Dataset items:
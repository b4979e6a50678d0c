//! The editor-authored base document and the payload published from it.

use crate::sections::{CollectionDescriptor, CollectionSection, CulturePost, ProjectDescriptor, ProjectSection};
use anyhow::{Context, Result};
use serde::{Deserialize, Serialize};
use serde_json::{Map, Value};
use std::path::{Path, PathBuf};

/// Homepage configuration as saved by the editor. Only the descriptor lists
/// are interpreted; every other field is carried through to the payload.
#[derive(Debug, Clone, Default, PartialEq, Serialize, Deserialize)]
#[serde(rename_all = "camelCase")]
pub struct HomeDocument {
    #[serde(default)]
    pub curated_collections: Vec<CollectionDescriptor>,
    #[serde(default)]
    pub apps_we_love: Vec<ProjectDescriptor>,
    #[serde(flatten)]
    pub extra: Map<String, Value>,
}

impl HomeDocument {
    pub fn load(path: &Path) -> Result<Self> {
        let content = std::fs::read_to_string(path)
            .with_context(|| format!("Failed to read home document: {}", path.display()))?;
        serde_json::from_str(&content)
            .with_context(|| format!("Failed to parse home document: {}", path.display()))
    }
}

/// Built sections, one key per section.
#[derive(Debug, Clone, PartialEq, Serialize)]
#[serde(rename_all = "camelCase")]
pub struct HomeData {
    pub culture_zine: Vec<CulturePost>,
    pub curated_collections: Vec<CollectionSection>,
    pub apps_we_love: Vec<ProjectSection>,
}

/// The base document with a `data` object of built sections next to it.
#[derive(Debug, Clone, PartialEq, Serialize)]
pub struct AggregatedPayload {
    #[serde(flatten)]
    pub document: HomeDocument,
    pub data: HomeData,
}

impl AggregatedPayload {
    pub fn new(mut document: HomeDocument, data: HomeData) -> Self {
        // A stale `data` from a previous build would otherwise be emitted twice.
        document.extra.remove("data");
        Self { document, data }
    }

    /// Write the payload as JSON, replacing `path` only once the new file is
    /// fully written.
    pub fn publish(&self, path: &Path) -> Result<()> {
        if let Some(dir) = path.parent().filter(|d| !d.as_os_str().is_empty()) {
            std::fs::create_dir_all(dir)
                .with_context(|| format!("Failed to create output directory: {}", dir.display()))?;
        }
        let json = serde_json::to_vec_pretty(self).context("Failed to serialize homepage payload")?;

        let tmp = staging_path(path);
        std::fs::write(&tmp, json)
            .with_context(|| format!("Failed to write payload: {}", tmp.display()))?;
        std::fs::rename(&tmp, path)
            .with_context(|| format!("Failed to move payload into place: {}", path.display()))?;
        Ok(())
    }
}

fn staging_path(path: &Path) -> PathBuf {
    let mut name = path.file_name().map(|n| n.to_os_string()).unwrap_or_default();
    name.push(".tmp");
    path.with_file_name(name)
}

Task objective: Return every line of the data above in which "content" appears.

Written answer:
        let content = std::fs::read_to_string(path)
        serde_json::from_str(&content)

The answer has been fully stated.